A Burnley Council spokesman added: “The council’s executive has fully considered all the evidence around the proposed reinstatement of a community skip scheme in the borough.
“Having looked at this in-depth the executive is recommended not to reinstate the scheme.
“There is an increasing drive worldwide to move away from being a ‘throw away’ society and promoting recycling and re-use.

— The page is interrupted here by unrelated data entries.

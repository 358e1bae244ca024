use crate::cache::QueryCache;
use crate::commands::{self, Command};
use crate::config::Config;
use crate::event::{Event, EventHandler};
use crate::service::ServiceClient;
use crate::session::{Role, Session, SessionGate, EMAIL_KEY, ROLE_KEY};
use crate::store::LocalStore;
use crate::ui;
use crate::ui::view::{View, ViewAction};
use crate::ui::views::{
  AllocationsView, DepartmentsView, ResourcesView, SignInView, TransfersView,
};
use color_eyre::Result;
use crossterm::event::{KeyCode, KeyModifiers};
use crossterm::terminal::{
  disable_raw_mode, enable_raw_mode, EnterAlternateScreen, LeaveAlternateScreen,
};
use crossterm::ExecutableCommand;
use ratatui::prelude::*;
use std::io::stdout;
use std::time::Duration;

/// Input mode
#[derive(Debug, Clone, PartialEq, Eq)]
pub enum Mode {
  Normal,
  Command,
}

/// The shared per-process handles every view needs: the service client and
/// the query cache. Handed to views by value; both are cheap clones over
/// the same underlying state.
#[derive(Clone)]
pub struct Services {
  pub client: ServiceClient,
  pub cache: QueryCache,
}

/// Main application state
pub struct App {
  /// Navigation stack - root is always at index 0
  views: Vec<Box<dyn View>>,

  /// Current input mode
  mode: Mode,

  /// Command input buffer (after pressing :)
  command_input: String,

  /// Selected autocomplete suggestion index
  selected_suggestion: usize,

  /// Auth lifecycle state
  session: SessionGate,

  /// Shared client + cache handles
  services: Services,

  /// Advisory local state (last email, last role)
  store: LocalStore,

  /// Application configuration
  config: Config,

  /// Error banner, dismissed with Esc
  banner: Option<String>,

  /// Whether to quit
  should_quit: bool,
}

impl App {
  pub fn new(config: Config) -> Result<Self> {
    let client = ServiceClient::new(&config)?;
    let services = Services {
      client,
      cache: QueryCache::new(),
    };
    let store = LocalStore::open()?;

    // Remembered sign-in state is advisory only: it pre-fills the form and
    // never grants access by itself.
    let last_email = store.get(EMAIL_KEY)?;
    let role_hint = store
      .get(ROLE_KEY)?
      .and_then(|raw| raw.parse::<Role>().ok());

    let sign_in = SignInView::new(services.clone(), last_email, role_hint);

    Ok(Self {
      views: vec![Box::new(sign_in)],
      mode: Mode::Normal,
      command_input: String::new(),
      selected_suggestion: 0,
      session: SessionGate::new(),
      services,
      store,
      config,
      banner: None,
      should_quit: false,
    })
  }

  pub async fn run(&mut self) -> Result<()> {
    // Setup terminal
    enable_raw_mode()?;
    stdout().execute(EnterAlternateScreen)?;
    let mut terminal = Terminal::new(CrosstermBackend::new(stdout()))?;

    // Create event handler
    let mut events = EventHandler::new(Duration::from_millis(250));

    // Main loop
    while !self.should_quit {
      // Draw UI
      terminal.draw(|frame| ui::draw(frame, self))?;

      // Handle events
      if let Some(event) = events.next().await {
        self.handle_event(event);
      }
    }

    // Cleanup terminal
    disable_raw_mode()?;
    stdout().execute(LeaveAlternateScreen)?;

    Ok(())
  }

  fn handle_event(&mut self, event: Event) {
    match event {
      Event::Key(key) => self.handle_key(key),
      Event::Tick => {
        // Only the visible view polls; background views catch up through
        // cache invalidation when they return to the top.
        if let Some(view) = self.views.last_mut() {
          let action = view.tick();
          self.apply_action(action);
        }
      }
    }
  }

  fn handle_key(&mut self, key: crossterm::event::KeyEvent) {
    if key.code == KeyCode::Char('c') && key.modifiers.contains(KeyModifiers::CONTROL) {
      self.should_quit = true;
      return;
    }

    if self.banner.is_some() && key.code == KeyCode::Esc {
      self.banner = None;
      return;
    }

    match self.mode {
      Mode::Normal => self.handle_normal_mode_key(key),
      Mode::Command => self.handle_command_mode_key(key),
    }
  }

  fn handle_normal_mode_key(&mut self, key: crossterm::event::KeyEvent) {
    let wants_text = self
      .views
      .last()
      .map(|v| v.wants_text_input())
      .unwrap_or(false);

    // The command line is only available once signed in, and never steals
    // a ':' typed into a form.
    if key.code == KeyCode::Char(':') && self.session.is_signed_in() && !wants_text {
      self.mode = Mode::Command;
      self.command_input.clear();
      self.selected_suggestion = 0;
      return;
    }

    if let Some(view) = self.views.last_mut() {
      let action = view.handle_key(key);
      self.apply_action(action);
    }
  }

  fn handle_command_mode_key(&mut self, key: crossterm::event::KeyEvent) {
    match key.code {
      KeyCode::Esc => {
        self.mode = Mode::Normal;
        self.command_input.clear();
        self.selected_suggestion = 0;
      }
      KeyCode::Enter => {
        self.execute_command();
        self.mode = Mode::Normal;
        self.selected_suggestion = 0;
      }
      KeyCode::Tab | KeyCode::Down => {
        // Navigate autocomplete suggestions
        let suggestions = self.autocomplete_suggestions();
        if !suggestions.is_empty() {
          self.selected_suggestion = (self.selected_suggestion + 1) % suggestions.len();
        }
      }
      KeyCode::BackTab | KeyCode::Up => {
        // Navigate autocomplete suggestions backwards
        let suggestions = self.autocomplete_suggestions();
        if !suggestions.is_empty() {
          self.selected_suggestion = if self.selected_suggestion == 0 {
            suggestions.len() - 1
          } else {
            self.selected_suggestion - 1
          };
        }
      }
      KeyCode::Backspace => {
        self.command_input.pop();
        self.selected_suggestion = 0; // Reset selection on input change
      }
      KeyCode::Char(c) => {
        self.command_input.push(c);
        self.selected_suggestion = 0; // Reset selection on input change
      }
      _ => {}
    }
  }

  fn execute_command(&mut self) {
    let Some(session) = self.session.session().cloned() else {
      return;
    };

    // Get the command to execute - either from selected suggestion or
    // direct input
    let suggestions = commands::get_suggestions(&self.command_input, session.role);
    let cmd = if !suggestions.is_empty() && self.selected_suggestion < suggestions.len() {
      suggestions[self.selected_suggestion].name.to_string()
    } else {
      self.command_input.trim().to_lowercase()
    };

    match cmd.as_str() {
      "resources" => {
        self.views = vec![Box::new(ResourcesView::new(
          self.services.clone(),
          session,
        ))];
      }
      "allocations" => {
        self.views = vec![Box::new(AllocationsView::new(
          self.services.clone(),
          session,
        ))];
      }
      "departments" => {
        // Suggestions are role-filtered; a typed-out command is checked
        // here so the gate holds either way.
        if session.role.can_review() {
          self.views = vec![Box::new(DepartmentsView::new(self.services.clone()))];
        } else {
          self.banner = Some("departments requires a reviewer role".to_string());
        }
      }
      "transfers" => {
        if session.role.can_review() {
          self.views = vec![Box::new(TransfersView::new(self.services.clone()))];
        } else {
          self.banner = Some("transfers requires a reviewer role".to_string());
        }
      }
      "signout" => {
        self.apply_action(ViewAction::SignOut);
      }
      "quit" => {
        self.should_quit = true;
      }
      _ => {
        // Unknown command
      }
    }
    self.command_input.clear();
  }

  fn apply_action(&mut self, action: ViewAction) {
    match action {
      ViewAction::None => {}
      ViewAction::Push(view) => {
        self.views.push(view);
      }
      ViewAction::Pop => {
        if self.views.len() > 1 {
          self.views.pop();
        } else {
          self.should_quit = true;
        }
      }
      ViewAction::Error(message) => {
        self.banner = Some(message);
      }
      ViewAction::Authenticating => {
        self.session.begin();
      }
      ViewAction::Authenticated { auth, role } => {
        self.services.client.set_access_token(Some(auth.access_token));
        self.session.complete(Session {
          user_id: auth.user_id,
          email: auth.email.clone(),
          role,
        });

        if let Err(e) = self.store.put(EMAIL_KEY, &auth.email) {
          tracing::warn!(error = %e, "failed to remember email");
        }
        if let Err(e) = self.store.put(ROLE_KEY, &role.to_string()) {
          tracing::warn!(error = %e, "failed to remember role");
        }

        let Some(session) = self.session.session().cloned() else {
          return;
        };
        self.views = vec![Box::new(ResourcesView::new(
          self.services.clone(),
          session,
        ))];
      }
      ViewAction::AuthFailed => {
        self.services.client.set_access_token(None);
        self.session.fail();
      }
      ViewAction::SignOut => {
        self.session.sign_out();
        self.services.client.set_access_token(None);
        if let Err(e) = self.store.delete(ROLE_KEY) {
          tracing::warn!(error = %e, "failed to clear remembered role");
        }

        let last_email = self.store.get(EMAIL_KEY).ok().flatten();
        self.views = vec![Box::new(SignInView::new(
          self.services.clone(),
          last_email,
          None,
        ))];
        self.mode = Mode::Normal;
        self.banner = None;
      }
    }
  }

  // Accessors for UI rendering

  pub fn current_view_mut(&mut self) -> Option<&mut Box<dyn View>> {
    self.views.last_mut()
  }

  pub fn current_title(&self) -> String {
    self
      .views
      .last()
      .map(|v| v.title())
      .unwrap_or_else(|| "r9s".to_string())
  }

  pub fn mode(&self) -> &Mode {
    &self.mode
  }

  pub fn command_input(&self) -> &str {
    &self.command_input
  }

  pub fn banner(&self) -> Option<&str> {
    self.banner.as_deref()
  }

  pub fn host(&self) -> String {
    match &self.config.title {
      Some(title) => title.clone(),
      None => self.services.client.host().to_string(),
    }
  }

  pub fn role_label(&self) -> Option<String> {
    self.session.session().map(|s| s.role.label().to_string())
  }

  pub fn autocomplete_suggestions(&self) -> Vec<&'static Command> {
    match self.session.session() {
      Some(session) => commands::get_suggestions(&self.command_input, session.role),
      None => Vec::new(),
    }
  }

  pub fn selected_suggestion(&self) -> usize {
    self.selected_suggestion
  }
}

Community skips, where people can simply throw away anything with little consideration or effort, go against this ideal.
“The council has introduced targeted initiatives with officers working closely with residents to provide extra street cleaning, organise community litter picks and take enforcement action with positive results.
“There is no evidence to show that community skips encourage greater recycling by residents or reduce fly-tipping; in fact, the number of fly-tipping incidents has almost halved since the skips were stopped.
“Reinstating the scheme would be expensive, between an estimated £46,600 and £54,400 a year and would mean resources being diverted from other services.
“Finally, the county council as the disposal authority has confirmed that it would not cover the cost of disposing of rubbish from each skip unless recyclable materials are separated, requiring at least three skips at each location, and a council officer was on site throughout to prevent contamination by unwanted or even potentially hazardous items.
“For all these reasons it’s felt that community skips should not be reinstated.”